Work required = Transcribe exactly each line of the entries, from the opening line to the line with "Ed25519 base-point subgroup.", with both of those lines included.

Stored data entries
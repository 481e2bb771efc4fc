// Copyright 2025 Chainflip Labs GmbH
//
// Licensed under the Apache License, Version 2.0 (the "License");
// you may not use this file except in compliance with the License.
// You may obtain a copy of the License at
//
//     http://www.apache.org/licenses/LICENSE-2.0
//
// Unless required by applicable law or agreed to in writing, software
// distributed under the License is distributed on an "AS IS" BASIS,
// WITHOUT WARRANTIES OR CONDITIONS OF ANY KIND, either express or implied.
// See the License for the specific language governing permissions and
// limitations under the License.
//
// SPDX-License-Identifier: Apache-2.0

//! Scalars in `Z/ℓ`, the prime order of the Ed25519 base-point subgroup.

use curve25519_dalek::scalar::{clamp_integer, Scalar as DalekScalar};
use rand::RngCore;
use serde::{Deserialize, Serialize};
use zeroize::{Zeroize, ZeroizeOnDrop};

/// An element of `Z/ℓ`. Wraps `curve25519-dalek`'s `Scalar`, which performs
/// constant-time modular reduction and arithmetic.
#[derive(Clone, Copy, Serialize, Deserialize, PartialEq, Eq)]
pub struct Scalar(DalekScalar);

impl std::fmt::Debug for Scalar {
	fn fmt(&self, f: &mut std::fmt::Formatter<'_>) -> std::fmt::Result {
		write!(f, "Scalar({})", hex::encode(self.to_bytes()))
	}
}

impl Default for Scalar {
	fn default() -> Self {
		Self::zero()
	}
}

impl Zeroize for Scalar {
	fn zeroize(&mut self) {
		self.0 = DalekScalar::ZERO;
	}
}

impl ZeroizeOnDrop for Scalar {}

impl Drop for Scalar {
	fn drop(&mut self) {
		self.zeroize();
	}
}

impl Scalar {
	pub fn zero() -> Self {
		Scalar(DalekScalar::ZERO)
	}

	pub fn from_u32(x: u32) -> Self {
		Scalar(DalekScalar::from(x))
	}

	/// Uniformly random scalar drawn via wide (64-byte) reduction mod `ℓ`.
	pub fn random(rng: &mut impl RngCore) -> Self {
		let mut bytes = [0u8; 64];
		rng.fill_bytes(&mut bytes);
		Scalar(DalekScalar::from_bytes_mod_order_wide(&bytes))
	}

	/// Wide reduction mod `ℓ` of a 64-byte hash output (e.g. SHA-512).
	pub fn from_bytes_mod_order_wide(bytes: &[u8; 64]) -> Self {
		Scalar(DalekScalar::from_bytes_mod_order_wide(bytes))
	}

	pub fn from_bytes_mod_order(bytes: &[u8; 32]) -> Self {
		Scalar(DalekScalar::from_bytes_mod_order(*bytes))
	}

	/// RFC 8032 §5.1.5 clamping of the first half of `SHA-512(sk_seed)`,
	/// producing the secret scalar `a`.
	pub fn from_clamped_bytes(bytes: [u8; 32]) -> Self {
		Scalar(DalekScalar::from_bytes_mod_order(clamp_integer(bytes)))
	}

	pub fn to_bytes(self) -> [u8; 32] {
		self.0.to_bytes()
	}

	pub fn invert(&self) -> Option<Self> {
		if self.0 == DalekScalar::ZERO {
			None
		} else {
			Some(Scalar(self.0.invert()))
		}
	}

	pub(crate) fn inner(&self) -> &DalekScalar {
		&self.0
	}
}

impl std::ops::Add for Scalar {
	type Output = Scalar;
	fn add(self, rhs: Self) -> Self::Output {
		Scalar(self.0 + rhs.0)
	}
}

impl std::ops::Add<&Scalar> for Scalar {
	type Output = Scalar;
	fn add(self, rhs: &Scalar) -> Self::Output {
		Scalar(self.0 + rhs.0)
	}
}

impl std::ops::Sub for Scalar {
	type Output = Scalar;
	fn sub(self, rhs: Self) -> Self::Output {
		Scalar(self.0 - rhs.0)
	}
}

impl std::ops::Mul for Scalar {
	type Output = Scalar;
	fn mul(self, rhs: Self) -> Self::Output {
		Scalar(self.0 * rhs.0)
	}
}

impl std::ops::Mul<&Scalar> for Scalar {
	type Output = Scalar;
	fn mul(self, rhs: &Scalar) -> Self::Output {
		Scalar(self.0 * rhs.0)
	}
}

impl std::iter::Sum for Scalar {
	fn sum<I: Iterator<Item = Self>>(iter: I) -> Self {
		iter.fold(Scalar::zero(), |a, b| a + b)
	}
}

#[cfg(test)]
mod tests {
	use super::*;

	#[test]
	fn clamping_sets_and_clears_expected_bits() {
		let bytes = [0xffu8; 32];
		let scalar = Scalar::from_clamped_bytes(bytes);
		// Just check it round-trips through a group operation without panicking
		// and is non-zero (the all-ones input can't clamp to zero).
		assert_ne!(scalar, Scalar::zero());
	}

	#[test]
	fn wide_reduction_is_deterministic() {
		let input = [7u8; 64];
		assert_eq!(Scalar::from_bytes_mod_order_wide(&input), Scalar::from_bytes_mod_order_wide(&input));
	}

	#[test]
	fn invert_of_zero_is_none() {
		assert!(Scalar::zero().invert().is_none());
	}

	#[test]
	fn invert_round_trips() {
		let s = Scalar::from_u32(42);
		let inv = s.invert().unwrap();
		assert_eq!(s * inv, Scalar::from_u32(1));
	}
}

Exercise solution =
repository 481e2bb771efc4fc
// Copyright 2025 Chainflip Labs GmbH
//
// Licensed under the Apache License, Version 2.0 (the "License");
// you may not use this file except in compliance with the License.
// You may obtain a copy of the License at
//
//     http://www.apache.org/licenses/LICENSE-2.0
//
// Unless required by applicable law or agreed to in writing, software
// distributed under the License is distributed on an "AS IS" BASIS,
// WITHOUT WARRANTIES OR CONDITIONS OF ANY KIND, either express or implied.
// See the License for the specific language governing permissions and
// limitations under the License.
//
// SPDX-License-Identifier: Apache-2.0

//! Scalars in `Z/ℓ`, the prime order of the Ed25519 base-point subgroup.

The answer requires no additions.